10. A system for maintaining control of a firearm, comprising: means to impart an electric shock to a second person who interferes with a first person's operation of a firearm, wherein the first person's operation comprises the first person holding the firearm by at least one handle of the firearm, and the second person's interference comprises the second person coming into contact with the means to impart the electric shock.

11. The system of claim 10 further comprising two switches wired in a series, wherein at least one switch is a momentary on switch.

12. An apparatus, comprising: a disarm prevention circuit,the disarm prevention circuit comprising at least one exposed electrode, a first switch and a second switch wired in a series.

13. The second switch of claim 12, further being removably attachable to a firearm foreword of a trigger guard of the firearm.

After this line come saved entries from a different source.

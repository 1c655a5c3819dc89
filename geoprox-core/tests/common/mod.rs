use geoprox_core::{Node, NodeKind};

/// Seed articles pinned to major cities.
pub const CITIES: &[(&str, f64, f64)] = &[
    ("new-york", 40.7128, -74.0060),
    ("tokyo", 35.6895, 139.691_71),
    ("osaka", 34.693_74, 135.502_18),
    ("boston", 42.3601, -71.0589),
    ("tampa", 27.9506, -82.4572),
    ("seattle", 47.606_21, -122.332_07),
    ("los-angeles", 34.052_23, -118.243_68),
    ("london", 51.508_53, -0.125_74),
    ("barcelona", 41.388_79, 2.158_99),
    ("moscow", 55.752_22, 37.615_56),
    ("cairo", 30.0444, 31.2357),
    ("sao-paulo", -23.5505, -46.6333),
    ("nairobi", -1.2921, 36.8219),
    ("lagos", 6.5244, 3.3792),
    ("mumbai", 19.0760, 72.8777),
    ("beijing", 39.9042, 116.4074),
];

#[must_use]
pub fn node(id: &str, lat: f64, long: f64, kind: NodeKind) -> Node {
    Node::try_from_degrees(id, lat, long, kind).expect("fixture coordinates are valid")
}

#[must_use]
pub fn city_articles() -> Vec<Node> {
    CITIES
        .iter()
        .map(|&(id, lat, long)| node(id, lat, long, NodeKind::Article))
        .collect()
}
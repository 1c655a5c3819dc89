//! Dense proximity graph over geolocated nodes.
//!
//! Every pair of nodes is joined by two directed edges carrying the same
//! haversine distance. Insertion materialises edges to every existing node and
//! removal excises every edge pointing at the departing node, so the
//! adjacency is always complete. Per-node edge order is only meaningful
//! immediately after a sort; any mutation clears the sorted mark for every
//! node.

mod batch;
mod core;
mod edge;
mod query;

pub use self::{core::GeoGraph, edge::Edge, query::Neighbour};

#[cfg(test)]
pub(crate) use self::core::NodeEntry;
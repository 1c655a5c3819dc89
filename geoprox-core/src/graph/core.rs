//! Storage and mutation for the dense proximity graph.

use std::collections::HashMap;

use tracing::{debug, instrument, trace};

use crate::{
    distance::{Distance, haversine_distance},
    error::{GeoGraphError, Result},
    invariants::GraphInvariantChecker,
    node::{Node, NodeId, NodeKind},
};

use super::edge::{Adjacency, Edge};

#[derive(Clone, Debug)]
pub(crate) struct NodeEntry {
    pub(crate) node: Node,
    pub(crate) adjacency: Adjacency,
}

/// Dense proximity graph keyed by [`NodeId`].
///
/// Holds an insertion-ordered sequence of nodes and, per node, an outgoing
/// edge list to every other node. Graphs are plain owned values: construct
/// one per context and pass it explicitly.
///
/// # Examples
/// ```
/// use geoprox_core::{GeoGraph, GeoGraphError, Node, NodeKind};
///
/// let mut graph = GeoGraph::new();
/// graph.add_node(Node::try_from_degrees("tokyo", 35.6895, 139.691_71, NodeKind::Article)?)?;
/// graph.add_node(Node::try_from_degrees("osaka", 34.693_74, 135.502_18, NodeKind::Article)?)?;
/// graph.add_node(Node::try_from_degrees("cafe", 35.68, 139.70, NodeKind::Place)?)?;
///
/// let nearest = graph.nearest_of_kind(&"tokyo".into(), NodeKind::Place, 50.0)?;
/// assert_eq!(nearest.map(|node| node.id().as_str()), Some("cafe"));
/// assert_eq!(graph.edge_count(), 6);
/// # Ok::<(), GeoGraphError>(())
/// ```
#[derive(Clone, Debug, Default)]
pub struct GeoGraph {
    pub(crate) order: Vec<NodeId>,
    pub(crate) entries: HashMap<NodeId, NodeEntry>,
}

impl GeoGraph {
    /// Creates an empty graph.
    #[must_use]
    pub fn new() -> Self {
        Self::default()
    }

    /// Creates an empty graph with room for `capacity` nodes.
    #[must_use]
    pub fn with_capacity(capacity: usize) -> Self {
        Self {
            order: Vec::with_capacity(capacity),
            entries: HashMap::with_capacity(capacity),
        }
    }

    /// Number of nodes currently tracked.
    #[must_use]
    pub fn len(&self) -> usize {
        self.order.len()
    }

    /// Returns `true` when the graph holds no nodes.
    #[must_use]
    pub fn is_empty(&self) -> bool {
        self.order.is_empty()
    }

    /// Returns `true` when a node with `id` is present.
    #[must_use]
    pub fn contains(&self, id: &NodeId) -> bool {
        self.entries.contains_key(id)
    }

    /// Looks up a node by identifier.
    #[must_use]
    pub fn node(&self, id: &NodeId) -> Option<&Node> {
        self.entries.get(id).map(|entry| &entry.node)
    }

    /// Iterates nodes in insertion order.
    pub fn nodes(&self) -> impl Iterator<Item = &Node> {
        self.order
            .iter()
            .filter_map(|id| self.entries.get(id).map(|entry| &entry.node))
    }

    /// Total number of directed edges, `n * (n - 1)` for a complete graph.
    #[must_use]
    pub fn edge_count(&self) -> usize {
        self.entries
            .values()
            .map(|entry| entry.adjacency.edges().len())
            .sum()
    }

    /// Inserts `node`, materialising an edge pair to every existing node.
    ///
    /// Each pair distance is computed once and stored in both directions, so
    /// `A -> B` and `B -> A` always carry the same value. Clears the sorted
    /// mark of every node.
    ///
    /// # Errors
    /// Returns [`GeoGraphError::DuplicateNode`] when the identifier is already
    /// present. The graph is left untouched in that case.
    #[instrument(
        name = "geograph.add_node",
        level = "debug",
        err,
        skip(self, node),
        fields(id = %node.id(), kind = %node.kind()),
    )]
    pub fn add_node(&mut self, node: Node) -> Result<()> {
        if self.contains(node.id()) {
            return Err(GeoGraphError::DuplicateNode {
                id: node.id().clone(),
            });
        }
        self.attach(node);
        Ok(())
    }

    /// Removes the node with `id` and every edge that points at it.
    ///
    /// The relative order of the surviving edges is preserved, but every
    /// node's sorted mark is cleared.
    ///
    /// # Errors
    /// Returns [`GeoGraphError::NodeNotFound`] when no such node exists.
    #[instrument(name = "geograph.remove_node", level = "debug", err, skip(self), fields(id = %id))]
    pub fn remove_node(&mut self, id: &NodeId) -> Result<Node> {
        self.detach(id)
            .ok_or_else(|| GeoGraphError::NodeNotFound { id: id.clone() })
    }

    /// Removes every node tagged with `kind`, returning them in insertion
    /// order.
    ///
    /// Targets are collected before any removal so mutation never disturbs
    /// the scan.
    #[instrument(name = "geograph.remove_kind", level = "debug", skip(self), fields(kind = %kind))]
    pub fn remove_nodes_of_kind(&mut self, kind: NodeKind) -> Vec<Node> {
        let targets: Vec<NodeId> = self
            .nodes()
            .filter(|node| node.kind() == kind)
            .map(|node| node.id().clone())
            .collect();
        let removed: Vec<Node> = targets.iter().filter_map(|id| self.detach(id)).collect();
        debug!(removed = removed.len(), remaining = self.len(), "removed nodes of kind");
        removed
    }

    /// Sorts the outgoing edges of `id` by ascending distance.
    ///
    /// The sort is stable, so equal distances keep insertion order. Calling
    /// it on an already sorted list leaves the list unchanged.
    ///
    /// # Errors
    /// Returns [`GeoGraphError::NodeNotFound`] when no such node exists.
    pub fn sort_edges(&mut self, id: &NodeId) -> Result<()> {
        let entry = self.entry_mut(id)?;
        if !entry.adjacency.is_sorted() {
            entry.adjacency.sort();
            trace!(id = %id, edges = entry.adjacency.edges().len(), "sorted edges");
            #[cfg(feature = "metrics")]
            metrics::counter!("geograph_edges_sorted").increment(1);
        }
        Ok(())
    }

    /// Returns the current outgoing edges of `id`.
    ///
    /// The order is insertion order unless [`Self::sort_edges`] ran since the
    /// last mutation. Prefer [`Self::sorted_edges`] for neighbour queries.
    ///
    /// # Errors
    /// Returns [`GeoGraphError::NodeNotFound`] when no such node exists.
    pub fn edges(&self, id: &NodeId) -> Result<&[Edge]> {
        Ok(self.entry(id)?.adjacency.edges())
    }

    /// Reports whether the edge list of `id` is currently sorted.
    ///
    /// # Errors
    /// Returns [`GeoGraphError::NodeNotFound`] when no such node exists.
    pub fn is_sorted(&self, id: &NodeId) -> Result<bool> {
        Ok(self.entry(id)?.adjacency.is_sorted())
    }

    /// Sorts the edges of `id` if needed and returns them.
    ///
    /// # Errors
    /// Returns [`GeoGraphError::NodeNotFound`] when no such node exists.
    pub fn sorted_edges(&mut self, id: &NodeId) -> Result<&[Edge]> {
        self.sort_edges(id)?;
        self.edges(id)
    }

    /// Returns the stored distance between two nodes.
    ///
    /// # Errors
    /// Returns [`GeoGraphError::NodeNotFound`] when either node is absent.
    pub fn distance_between(&self, from: &NodeId, to: &NodeId) -> Result<Distance> {
        let entry = self.entry(from)?;
        if from == to {
            return Ok(Distance::from_raw(0.0));
        }
        entry
            .adjacency
            .edges()
            .iter()
            .find(|edge| edge.dest() == to)
            .map(Edge::distance)
            .ok_or_else(|| GeoGraphError::NodeNotFound { id: to.clone() })
    }

    /// Returns a checker for the structural invariants of this graph.
    #[must_use]
    pub fn invariants(&self) -> GraphInvariantChecker<'_> {
        GraphInvariantChecker::new(self)
    }

    pub(super) fn entry(&self, id: &NodeId) -> Result<&NodeEntry> {
        self.entries
            .get(id)
            .ok_or_else(|| GeoGraphError::NodeNotFound { id: id.clone() })
    }

    pub(super) fn entry_mut(&mut self, id: &NodeId) -> Result<&mut NodeEntry> {
        self.entries
            .get_mut(id)
            .ok_or_else(|| GeoGraphError::NodeNotFound { id: id.clone() })
    }

    /// Inserts a node whose identifier has already been checked for
    /// uniqueness.
    pub(super) fn attach(&mut self, node: Node) {
        let id = node.id().clone();
        let coordinate = node.coordinate();
        let mut adjacency = Adjacency::with_capacity(self.order.len());

        for existing in &self.order {
            let Some(entry) = self.entries.get_mut(existing) else {
                continue;
            };
            let distance = haversine_distance(entry.node.coordinate(), coordinate);
            entry.adjacency.push(Edge::new(id.clone(), distance));
            adjacency.push(Edge::new(existing.clone(), distance));
        }

        debug!(id = %id, edges = adjacency.edges().len(), "materialised edges");
        self.order.push(id.clone());
        self.entries.insert(id, NodeEntry { node, adjacency });

        #[cfg(feature = "metrics")]
        {
            metrics::counter!("geograph_nodes_added").increment(1);
            metrics::gauge!("geograph_node_count").set(self.order.len() as f64);
        }
    }

    /// Removes a node and every edge pointing at it, or returns `None` when
    /// the node is absent.
    pub(super) fn detach(&mut self, id: &NodeId) -> Option<Node> {
        let entry = self.entries.remove(id)?;
        self.order.retain(|existing| existing != id);

        let mut excised = 0_usize;
        for other in self.entries.values_mut() {
            if other.adjacency.excise(id).is_some() {
                excised += 1;
            }
            other.adjacency.invalidate();
        }
        debug!(id = %id, excised, remaining = self.order.len(), "excised edges");

        #[cfg(feature = "metrics")]
        {
            metrics::counter!("geograph_nodes_removed").increment(1);
            metrics::gauge!("geograph_node_count").set(self.order.len() as f64);
        }
        Some(entry.node)
    }
}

14. The second switch of claim 12, further being disposed in a firearm's butt

15. The second switch of claim 12, further being a momentary on switch.

16. The electrode of claim 12, further comprising a conductive plate.

17. The electrode of claim 12, further capable of administering an electric shock to a second person without shocking a first person holding a firearm by at least one handle of the firearm and the disarm prevention circuit is attached to the firearm.

18. An apparatus, comprising: a semi-automatic pistol slide,at least one exposed electrode of said semi-automatic pistol slide disposed in such a way that it is able to deliver an electric shock while the semi-automatic pistol slide recoils.

19. The electrode of claim 18 further being disposed on the semi-automatic pistol slide.

20. The slide of claim 18, further being slidably connected to an electric power source.